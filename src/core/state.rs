//! Shutdown state for serve mode.
//!
//! `SHUTDOWN` is set once Ctrl+C is received; the registered server is
//! unblocked so its request loop ends.

use std::sync::atomic::{AtomicBool, Ordering};
use std::sync::{Arc, OnceLock};

use tiny_http::Server;

/// Shutdown has been requested (Ctrl+C received)
static SHUTDOWN: AtomicBool = AtomicBool::new(false);

/// HTTP server reference for graceful shutdown
static SERVER: OnceLock<Arc<Server>> = OnceLock::new();

/// Setup the global Ctrl+C handler. Call once at program start
///
/// The handler behavior depends on whether a server has been registered:
/// - Before `register_server()`: exit immediately
/// - After `register_server()`: set the flag and unblock the server
pub fn setup_shutdown_handler() -> anyhow::Result<()> {
    ctrlc::set_handler(|| {
        SHUTDOWN.store(true, Ordering::SeqCst);

        if let Some(server) = SERVER.get() {
            crate::log!("serve"; "shutting down...");
            server.unblock();
        } else {
            std::process::exit(0);
        }
    })
    .map_err(|e| anyhow::anyhow!("failed to set Ctrl+C handler: {}", e))
}

/// Register the HTTP server for graceful shutdown
///
/// Call this after binding the server, before entering the request loop
pub fn register_server(server: Arc<Server>) {
    let _ = SERVER.set(server);
}

/// Check if shutdown has been requested
pub fn is_shutdown() -> bool {
    SHUTDOWN.load(Ordering::Relaxed)
}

---+---

** Task prompt **
Pull together all lines from the data that mention the word "registered".

** Output of the task **
//! `SHUTDOWN` is set once Ctrl+C is received; the registered server is
/// The handler behavior depends on whether a server has been registered:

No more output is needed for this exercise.